▶ **What is needed**:
Among the entries that follow, find every line with the word "lines" and copy it.

▶ **Stored dataset items**:
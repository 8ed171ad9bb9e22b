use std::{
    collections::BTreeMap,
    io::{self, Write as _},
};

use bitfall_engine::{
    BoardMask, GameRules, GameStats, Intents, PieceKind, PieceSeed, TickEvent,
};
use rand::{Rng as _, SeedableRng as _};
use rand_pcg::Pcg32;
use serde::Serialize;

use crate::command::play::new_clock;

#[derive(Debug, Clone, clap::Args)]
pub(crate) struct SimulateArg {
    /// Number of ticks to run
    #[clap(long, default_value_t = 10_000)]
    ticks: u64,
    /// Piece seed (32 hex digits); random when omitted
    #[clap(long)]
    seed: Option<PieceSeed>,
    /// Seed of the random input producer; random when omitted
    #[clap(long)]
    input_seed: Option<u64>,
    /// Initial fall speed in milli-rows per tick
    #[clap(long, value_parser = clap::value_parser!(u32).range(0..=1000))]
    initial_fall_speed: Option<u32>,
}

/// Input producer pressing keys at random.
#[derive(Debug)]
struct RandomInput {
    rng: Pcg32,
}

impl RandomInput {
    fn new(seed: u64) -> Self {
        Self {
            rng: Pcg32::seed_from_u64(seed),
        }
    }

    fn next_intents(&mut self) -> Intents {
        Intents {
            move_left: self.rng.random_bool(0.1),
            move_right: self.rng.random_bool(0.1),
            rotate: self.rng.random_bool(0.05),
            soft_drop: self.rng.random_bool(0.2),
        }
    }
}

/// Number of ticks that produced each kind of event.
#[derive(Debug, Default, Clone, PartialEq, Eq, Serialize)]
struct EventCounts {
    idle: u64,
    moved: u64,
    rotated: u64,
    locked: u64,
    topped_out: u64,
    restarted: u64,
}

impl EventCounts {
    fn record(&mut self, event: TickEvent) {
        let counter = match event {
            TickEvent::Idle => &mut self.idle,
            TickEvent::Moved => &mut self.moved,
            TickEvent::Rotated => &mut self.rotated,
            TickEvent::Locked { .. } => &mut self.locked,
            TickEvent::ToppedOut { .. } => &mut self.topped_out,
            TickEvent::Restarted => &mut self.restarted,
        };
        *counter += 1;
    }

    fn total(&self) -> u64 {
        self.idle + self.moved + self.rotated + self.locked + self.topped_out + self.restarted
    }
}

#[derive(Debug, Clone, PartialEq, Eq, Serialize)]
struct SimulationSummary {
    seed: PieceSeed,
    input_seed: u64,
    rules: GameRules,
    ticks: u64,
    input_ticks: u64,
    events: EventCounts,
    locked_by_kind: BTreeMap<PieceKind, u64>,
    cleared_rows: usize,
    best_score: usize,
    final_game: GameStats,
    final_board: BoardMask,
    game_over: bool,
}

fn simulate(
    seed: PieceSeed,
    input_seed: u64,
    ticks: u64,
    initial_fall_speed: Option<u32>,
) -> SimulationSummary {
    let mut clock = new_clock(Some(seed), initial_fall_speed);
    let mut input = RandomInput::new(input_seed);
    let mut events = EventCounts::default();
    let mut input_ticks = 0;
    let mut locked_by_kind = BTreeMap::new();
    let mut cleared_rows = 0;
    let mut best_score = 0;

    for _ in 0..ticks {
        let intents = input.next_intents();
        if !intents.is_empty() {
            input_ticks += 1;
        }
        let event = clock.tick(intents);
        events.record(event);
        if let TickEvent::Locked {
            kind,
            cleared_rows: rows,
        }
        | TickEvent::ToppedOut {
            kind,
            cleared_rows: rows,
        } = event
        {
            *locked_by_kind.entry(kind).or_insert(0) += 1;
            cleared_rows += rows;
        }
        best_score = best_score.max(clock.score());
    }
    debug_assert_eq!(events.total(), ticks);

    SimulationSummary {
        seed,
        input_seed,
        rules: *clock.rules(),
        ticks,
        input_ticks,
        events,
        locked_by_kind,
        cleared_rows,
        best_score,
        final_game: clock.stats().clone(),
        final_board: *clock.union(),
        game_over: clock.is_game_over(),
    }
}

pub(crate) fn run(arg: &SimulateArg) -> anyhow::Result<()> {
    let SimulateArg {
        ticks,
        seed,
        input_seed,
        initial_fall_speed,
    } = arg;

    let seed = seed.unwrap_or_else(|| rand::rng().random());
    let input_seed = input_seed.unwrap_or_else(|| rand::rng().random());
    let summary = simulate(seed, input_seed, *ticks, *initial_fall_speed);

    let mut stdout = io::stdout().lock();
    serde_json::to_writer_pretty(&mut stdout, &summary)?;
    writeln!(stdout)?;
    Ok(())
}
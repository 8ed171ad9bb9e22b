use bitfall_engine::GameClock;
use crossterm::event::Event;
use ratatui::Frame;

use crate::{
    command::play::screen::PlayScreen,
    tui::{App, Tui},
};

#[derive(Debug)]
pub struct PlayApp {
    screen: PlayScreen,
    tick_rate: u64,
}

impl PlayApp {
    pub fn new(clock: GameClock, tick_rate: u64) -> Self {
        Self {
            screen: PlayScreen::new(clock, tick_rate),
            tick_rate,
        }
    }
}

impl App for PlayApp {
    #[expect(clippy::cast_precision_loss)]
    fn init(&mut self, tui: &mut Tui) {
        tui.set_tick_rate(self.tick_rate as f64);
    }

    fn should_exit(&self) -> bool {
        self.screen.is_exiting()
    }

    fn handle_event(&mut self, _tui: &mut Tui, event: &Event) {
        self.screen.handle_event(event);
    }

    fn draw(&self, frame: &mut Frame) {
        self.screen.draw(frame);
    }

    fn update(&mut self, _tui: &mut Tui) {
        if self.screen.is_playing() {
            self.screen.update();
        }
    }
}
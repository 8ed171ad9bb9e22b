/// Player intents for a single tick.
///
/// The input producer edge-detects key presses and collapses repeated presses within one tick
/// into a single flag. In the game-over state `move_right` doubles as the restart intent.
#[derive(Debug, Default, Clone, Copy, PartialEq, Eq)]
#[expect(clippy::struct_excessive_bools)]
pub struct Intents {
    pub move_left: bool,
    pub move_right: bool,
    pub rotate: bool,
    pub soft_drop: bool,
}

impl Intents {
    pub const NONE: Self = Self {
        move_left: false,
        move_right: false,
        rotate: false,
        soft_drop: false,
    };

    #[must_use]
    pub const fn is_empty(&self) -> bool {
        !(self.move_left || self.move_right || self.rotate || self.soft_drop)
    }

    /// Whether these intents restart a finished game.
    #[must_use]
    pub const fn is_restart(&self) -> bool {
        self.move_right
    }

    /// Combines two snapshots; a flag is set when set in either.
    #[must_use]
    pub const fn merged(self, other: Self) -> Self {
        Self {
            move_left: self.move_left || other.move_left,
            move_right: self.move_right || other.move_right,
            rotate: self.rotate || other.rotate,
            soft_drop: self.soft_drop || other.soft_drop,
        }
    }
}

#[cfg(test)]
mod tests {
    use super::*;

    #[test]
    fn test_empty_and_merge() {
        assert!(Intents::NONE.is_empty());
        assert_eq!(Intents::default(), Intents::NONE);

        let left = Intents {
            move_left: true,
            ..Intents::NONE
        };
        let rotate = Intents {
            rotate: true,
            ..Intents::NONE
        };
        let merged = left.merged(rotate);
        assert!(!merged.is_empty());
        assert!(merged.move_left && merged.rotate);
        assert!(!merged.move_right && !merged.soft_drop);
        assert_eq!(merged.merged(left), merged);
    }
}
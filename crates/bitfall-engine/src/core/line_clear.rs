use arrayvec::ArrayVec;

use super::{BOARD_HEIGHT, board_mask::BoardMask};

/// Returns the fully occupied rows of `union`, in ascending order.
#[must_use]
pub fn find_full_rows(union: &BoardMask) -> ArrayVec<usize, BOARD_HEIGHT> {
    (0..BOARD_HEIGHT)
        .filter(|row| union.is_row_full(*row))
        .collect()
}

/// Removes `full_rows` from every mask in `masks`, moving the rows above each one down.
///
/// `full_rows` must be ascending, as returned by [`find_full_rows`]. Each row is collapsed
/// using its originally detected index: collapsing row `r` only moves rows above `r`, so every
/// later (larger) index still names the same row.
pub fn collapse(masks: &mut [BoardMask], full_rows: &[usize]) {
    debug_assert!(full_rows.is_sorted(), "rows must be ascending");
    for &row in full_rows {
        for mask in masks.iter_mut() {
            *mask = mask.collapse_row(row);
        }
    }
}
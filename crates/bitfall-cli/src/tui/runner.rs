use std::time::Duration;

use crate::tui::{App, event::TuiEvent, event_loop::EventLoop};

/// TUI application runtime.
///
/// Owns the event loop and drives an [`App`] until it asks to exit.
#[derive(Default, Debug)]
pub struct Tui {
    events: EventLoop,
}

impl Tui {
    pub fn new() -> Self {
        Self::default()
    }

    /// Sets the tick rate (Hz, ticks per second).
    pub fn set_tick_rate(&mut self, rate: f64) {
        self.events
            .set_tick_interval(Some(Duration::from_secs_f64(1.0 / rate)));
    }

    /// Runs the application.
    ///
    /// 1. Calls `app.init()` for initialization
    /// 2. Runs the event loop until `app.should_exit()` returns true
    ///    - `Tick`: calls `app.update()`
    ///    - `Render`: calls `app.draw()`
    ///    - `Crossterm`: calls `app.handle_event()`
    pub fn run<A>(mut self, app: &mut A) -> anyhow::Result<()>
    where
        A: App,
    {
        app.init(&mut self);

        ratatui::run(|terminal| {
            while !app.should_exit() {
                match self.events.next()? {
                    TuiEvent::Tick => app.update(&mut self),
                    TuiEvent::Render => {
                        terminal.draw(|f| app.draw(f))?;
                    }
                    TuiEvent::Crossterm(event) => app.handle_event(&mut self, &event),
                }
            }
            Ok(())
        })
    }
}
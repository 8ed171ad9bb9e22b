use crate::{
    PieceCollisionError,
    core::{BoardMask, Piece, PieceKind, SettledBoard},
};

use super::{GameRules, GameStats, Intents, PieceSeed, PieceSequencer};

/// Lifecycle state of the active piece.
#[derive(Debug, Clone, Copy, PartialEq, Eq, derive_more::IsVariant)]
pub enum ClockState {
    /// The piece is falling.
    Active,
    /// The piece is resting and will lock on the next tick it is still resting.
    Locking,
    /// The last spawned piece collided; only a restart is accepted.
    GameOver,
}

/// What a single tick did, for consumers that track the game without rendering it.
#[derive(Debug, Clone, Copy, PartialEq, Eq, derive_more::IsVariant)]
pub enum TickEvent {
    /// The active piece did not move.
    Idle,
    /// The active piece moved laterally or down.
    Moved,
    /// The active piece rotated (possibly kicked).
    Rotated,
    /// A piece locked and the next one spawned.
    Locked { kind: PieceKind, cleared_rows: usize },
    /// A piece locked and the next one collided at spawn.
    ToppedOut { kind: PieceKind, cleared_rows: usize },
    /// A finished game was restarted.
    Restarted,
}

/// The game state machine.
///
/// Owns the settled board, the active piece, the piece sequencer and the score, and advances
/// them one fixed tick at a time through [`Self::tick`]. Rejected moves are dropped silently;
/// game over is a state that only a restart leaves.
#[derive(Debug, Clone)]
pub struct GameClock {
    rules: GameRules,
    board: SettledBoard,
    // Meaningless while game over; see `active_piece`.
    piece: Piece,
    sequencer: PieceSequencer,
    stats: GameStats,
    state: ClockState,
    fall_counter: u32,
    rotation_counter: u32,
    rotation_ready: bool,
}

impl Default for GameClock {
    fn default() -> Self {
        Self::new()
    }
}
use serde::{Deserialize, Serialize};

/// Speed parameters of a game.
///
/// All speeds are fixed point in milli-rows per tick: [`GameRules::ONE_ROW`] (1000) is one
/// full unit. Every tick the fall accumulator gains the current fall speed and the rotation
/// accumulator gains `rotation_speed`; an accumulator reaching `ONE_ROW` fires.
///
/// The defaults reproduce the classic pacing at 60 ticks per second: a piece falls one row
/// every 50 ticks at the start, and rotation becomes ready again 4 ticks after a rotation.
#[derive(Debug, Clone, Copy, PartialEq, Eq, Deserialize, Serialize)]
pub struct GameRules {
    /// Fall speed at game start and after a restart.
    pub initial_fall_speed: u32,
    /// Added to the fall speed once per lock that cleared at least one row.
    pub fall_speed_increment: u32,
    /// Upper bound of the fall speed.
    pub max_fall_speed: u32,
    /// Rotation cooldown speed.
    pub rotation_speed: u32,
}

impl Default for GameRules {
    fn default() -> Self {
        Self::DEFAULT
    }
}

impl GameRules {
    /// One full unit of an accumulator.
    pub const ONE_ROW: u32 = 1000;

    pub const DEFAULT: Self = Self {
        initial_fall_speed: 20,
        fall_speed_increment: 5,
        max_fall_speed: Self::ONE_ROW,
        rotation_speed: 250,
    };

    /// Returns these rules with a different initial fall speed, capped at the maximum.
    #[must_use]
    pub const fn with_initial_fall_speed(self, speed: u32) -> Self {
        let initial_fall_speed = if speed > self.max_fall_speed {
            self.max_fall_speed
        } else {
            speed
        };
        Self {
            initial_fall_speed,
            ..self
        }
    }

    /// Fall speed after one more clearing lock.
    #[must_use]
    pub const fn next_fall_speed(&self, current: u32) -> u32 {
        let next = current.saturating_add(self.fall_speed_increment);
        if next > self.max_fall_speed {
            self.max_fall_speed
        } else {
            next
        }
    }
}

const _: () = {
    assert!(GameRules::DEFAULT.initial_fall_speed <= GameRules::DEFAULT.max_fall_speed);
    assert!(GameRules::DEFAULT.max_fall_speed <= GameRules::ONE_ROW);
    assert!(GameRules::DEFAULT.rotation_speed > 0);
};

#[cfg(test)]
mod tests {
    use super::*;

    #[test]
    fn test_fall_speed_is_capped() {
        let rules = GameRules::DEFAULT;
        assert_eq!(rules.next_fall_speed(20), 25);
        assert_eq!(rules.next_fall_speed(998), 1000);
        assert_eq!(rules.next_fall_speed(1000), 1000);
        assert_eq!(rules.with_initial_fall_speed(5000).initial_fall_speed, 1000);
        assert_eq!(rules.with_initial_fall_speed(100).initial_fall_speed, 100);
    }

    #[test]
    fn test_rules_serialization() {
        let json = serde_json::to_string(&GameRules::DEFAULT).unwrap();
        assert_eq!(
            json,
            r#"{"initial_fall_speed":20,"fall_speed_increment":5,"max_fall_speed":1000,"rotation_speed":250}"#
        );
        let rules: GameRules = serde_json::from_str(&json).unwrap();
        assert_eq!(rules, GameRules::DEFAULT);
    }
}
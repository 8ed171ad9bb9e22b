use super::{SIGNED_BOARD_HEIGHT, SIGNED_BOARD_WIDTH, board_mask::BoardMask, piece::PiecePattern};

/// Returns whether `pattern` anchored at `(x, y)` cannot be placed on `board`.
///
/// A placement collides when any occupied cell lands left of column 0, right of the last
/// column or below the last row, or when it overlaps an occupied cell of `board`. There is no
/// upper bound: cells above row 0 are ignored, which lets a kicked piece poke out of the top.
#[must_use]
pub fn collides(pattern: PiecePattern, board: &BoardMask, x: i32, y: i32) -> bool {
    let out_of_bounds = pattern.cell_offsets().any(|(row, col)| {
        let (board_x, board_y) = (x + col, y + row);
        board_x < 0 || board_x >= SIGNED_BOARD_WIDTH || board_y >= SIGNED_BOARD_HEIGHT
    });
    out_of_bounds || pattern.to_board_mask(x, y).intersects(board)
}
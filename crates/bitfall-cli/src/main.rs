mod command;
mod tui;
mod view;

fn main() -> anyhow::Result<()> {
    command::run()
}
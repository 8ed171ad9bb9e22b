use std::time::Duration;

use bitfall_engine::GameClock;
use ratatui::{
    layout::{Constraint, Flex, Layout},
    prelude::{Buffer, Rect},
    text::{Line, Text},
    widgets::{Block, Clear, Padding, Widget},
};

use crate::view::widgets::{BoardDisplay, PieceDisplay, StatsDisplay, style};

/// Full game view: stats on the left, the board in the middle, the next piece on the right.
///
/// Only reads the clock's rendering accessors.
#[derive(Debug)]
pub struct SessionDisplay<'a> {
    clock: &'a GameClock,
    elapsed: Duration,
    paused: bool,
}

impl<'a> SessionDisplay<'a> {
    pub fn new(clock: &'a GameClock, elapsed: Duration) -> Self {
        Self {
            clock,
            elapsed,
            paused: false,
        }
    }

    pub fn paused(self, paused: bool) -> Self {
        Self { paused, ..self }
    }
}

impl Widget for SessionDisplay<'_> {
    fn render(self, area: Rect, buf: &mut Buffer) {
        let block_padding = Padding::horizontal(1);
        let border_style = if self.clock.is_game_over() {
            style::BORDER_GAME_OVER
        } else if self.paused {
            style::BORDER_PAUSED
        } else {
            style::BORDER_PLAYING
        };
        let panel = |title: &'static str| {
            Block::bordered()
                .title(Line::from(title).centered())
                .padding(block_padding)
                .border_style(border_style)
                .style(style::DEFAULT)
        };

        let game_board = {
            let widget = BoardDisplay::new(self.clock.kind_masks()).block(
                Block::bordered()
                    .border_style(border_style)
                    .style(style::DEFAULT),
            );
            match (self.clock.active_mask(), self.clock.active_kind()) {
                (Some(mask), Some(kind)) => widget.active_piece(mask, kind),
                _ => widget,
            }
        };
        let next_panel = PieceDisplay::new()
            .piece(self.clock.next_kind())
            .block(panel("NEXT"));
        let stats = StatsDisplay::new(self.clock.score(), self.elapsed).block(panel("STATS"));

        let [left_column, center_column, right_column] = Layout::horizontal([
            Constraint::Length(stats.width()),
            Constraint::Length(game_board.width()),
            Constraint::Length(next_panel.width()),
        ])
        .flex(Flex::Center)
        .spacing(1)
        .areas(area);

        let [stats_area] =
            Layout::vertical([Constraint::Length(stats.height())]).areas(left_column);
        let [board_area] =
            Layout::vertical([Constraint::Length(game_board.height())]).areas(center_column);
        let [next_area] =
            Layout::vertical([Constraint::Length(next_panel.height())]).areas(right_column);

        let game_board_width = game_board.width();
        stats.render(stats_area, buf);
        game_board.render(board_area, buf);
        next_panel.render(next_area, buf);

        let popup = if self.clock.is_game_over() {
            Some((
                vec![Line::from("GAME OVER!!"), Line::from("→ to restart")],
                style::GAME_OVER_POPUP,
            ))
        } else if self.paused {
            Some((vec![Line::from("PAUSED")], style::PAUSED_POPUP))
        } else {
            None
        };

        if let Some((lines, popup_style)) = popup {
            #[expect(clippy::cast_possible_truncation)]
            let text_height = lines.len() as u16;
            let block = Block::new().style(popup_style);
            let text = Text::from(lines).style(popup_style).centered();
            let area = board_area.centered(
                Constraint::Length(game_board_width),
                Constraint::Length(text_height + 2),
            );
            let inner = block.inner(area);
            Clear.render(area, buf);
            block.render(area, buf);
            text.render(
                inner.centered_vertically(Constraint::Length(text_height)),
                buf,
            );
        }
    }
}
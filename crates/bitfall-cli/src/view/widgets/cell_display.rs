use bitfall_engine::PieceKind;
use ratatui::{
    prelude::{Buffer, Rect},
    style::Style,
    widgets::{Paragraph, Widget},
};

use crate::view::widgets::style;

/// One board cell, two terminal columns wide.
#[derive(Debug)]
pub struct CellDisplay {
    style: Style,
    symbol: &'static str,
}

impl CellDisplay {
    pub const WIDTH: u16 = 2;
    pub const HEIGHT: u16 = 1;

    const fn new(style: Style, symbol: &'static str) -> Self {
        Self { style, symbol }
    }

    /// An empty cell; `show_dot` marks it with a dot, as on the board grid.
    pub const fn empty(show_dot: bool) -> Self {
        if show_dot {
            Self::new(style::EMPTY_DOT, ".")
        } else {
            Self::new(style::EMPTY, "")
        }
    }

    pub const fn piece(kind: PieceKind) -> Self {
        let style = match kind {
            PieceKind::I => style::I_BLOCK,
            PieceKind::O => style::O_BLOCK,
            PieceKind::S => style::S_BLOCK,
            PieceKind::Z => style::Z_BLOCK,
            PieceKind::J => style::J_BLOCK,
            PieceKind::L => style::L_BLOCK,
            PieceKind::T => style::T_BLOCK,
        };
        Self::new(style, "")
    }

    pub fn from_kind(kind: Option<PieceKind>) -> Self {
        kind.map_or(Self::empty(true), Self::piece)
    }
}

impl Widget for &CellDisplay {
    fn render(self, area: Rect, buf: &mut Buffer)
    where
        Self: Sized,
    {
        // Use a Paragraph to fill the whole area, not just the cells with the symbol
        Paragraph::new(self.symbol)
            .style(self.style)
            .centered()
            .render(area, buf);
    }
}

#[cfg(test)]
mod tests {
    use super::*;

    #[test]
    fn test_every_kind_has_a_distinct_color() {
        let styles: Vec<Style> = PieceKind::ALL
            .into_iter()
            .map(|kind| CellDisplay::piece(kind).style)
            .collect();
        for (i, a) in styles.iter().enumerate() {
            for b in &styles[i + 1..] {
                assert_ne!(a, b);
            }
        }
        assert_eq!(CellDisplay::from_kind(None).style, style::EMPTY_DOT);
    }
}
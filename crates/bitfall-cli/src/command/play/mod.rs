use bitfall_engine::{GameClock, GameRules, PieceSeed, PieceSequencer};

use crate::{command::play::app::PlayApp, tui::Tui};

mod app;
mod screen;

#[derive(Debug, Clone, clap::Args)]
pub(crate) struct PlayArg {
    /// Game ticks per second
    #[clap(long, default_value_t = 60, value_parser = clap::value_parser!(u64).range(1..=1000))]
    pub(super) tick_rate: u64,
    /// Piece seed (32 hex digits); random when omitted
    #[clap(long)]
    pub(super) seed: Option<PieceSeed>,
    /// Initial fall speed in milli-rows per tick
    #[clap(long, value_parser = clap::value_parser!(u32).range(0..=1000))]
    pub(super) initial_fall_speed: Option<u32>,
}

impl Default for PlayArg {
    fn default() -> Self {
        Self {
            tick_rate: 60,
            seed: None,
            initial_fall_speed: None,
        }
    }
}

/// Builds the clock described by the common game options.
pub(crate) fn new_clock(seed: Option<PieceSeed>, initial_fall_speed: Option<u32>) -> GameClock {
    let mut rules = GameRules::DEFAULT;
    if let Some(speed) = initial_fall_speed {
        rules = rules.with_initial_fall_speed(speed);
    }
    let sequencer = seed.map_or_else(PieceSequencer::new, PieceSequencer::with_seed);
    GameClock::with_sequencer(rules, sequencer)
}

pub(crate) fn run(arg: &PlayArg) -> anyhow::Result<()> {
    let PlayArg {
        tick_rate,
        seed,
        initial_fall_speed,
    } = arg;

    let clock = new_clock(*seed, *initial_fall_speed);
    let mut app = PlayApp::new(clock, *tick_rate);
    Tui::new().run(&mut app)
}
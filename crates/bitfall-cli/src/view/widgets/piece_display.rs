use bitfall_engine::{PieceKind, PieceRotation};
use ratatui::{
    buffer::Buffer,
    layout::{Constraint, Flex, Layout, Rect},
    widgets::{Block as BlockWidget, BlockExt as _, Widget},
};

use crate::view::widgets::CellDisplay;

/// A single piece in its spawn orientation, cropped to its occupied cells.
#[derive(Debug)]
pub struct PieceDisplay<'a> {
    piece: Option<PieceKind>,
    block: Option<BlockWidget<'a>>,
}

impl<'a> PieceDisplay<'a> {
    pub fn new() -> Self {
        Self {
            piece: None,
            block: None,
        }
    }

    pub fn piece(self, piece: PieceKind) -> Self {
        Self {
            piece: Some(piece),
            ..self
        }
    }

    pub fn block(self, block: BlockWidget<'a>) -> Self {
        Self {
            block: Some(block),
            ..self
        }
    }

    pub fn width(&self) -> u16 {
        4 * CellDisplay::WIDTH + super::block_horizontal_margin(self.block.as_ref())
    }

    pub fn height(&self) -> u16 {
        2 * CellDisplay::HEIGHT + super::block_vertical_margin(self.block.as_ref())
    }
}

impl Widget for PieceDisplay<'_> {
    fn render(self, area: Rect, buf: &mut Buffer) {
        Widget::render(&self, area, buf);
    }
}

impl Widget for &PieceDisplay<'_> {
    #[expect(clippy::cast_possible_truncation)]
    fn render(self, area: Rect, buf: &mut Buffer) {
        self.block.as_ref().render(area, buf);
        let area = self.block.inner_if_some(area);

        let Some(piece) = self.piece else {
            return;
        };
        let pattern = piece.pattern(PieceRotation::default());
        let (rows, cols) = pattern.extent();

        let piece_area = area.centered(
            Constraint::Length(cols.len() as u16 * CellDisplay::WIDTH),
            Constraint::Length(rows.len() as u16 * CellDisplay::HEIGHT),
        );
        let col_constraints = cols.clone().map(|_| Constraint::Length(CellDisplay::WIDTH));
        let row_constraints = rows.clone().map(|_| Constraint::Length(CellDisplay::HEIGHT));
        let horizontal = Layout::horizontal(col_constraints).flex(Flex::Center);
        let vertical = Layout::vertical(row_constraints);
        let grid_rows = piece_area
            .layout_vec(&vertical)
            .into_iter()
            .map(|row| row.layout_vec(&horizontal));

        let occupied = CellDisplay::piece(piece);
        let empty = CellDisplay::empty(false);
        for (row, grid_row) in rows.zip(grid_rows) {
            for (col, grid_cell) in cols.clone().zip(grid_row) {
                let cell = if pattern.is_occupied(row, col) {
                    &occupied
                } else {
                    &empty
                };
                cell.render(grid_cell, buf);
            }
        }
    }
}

▶ **Result of this task**:
        if let Some((lines, popup_style)) = popup {
            let text_height = lines.len() as u16;
            let text = Text::from(lines).style(popup_style).centered();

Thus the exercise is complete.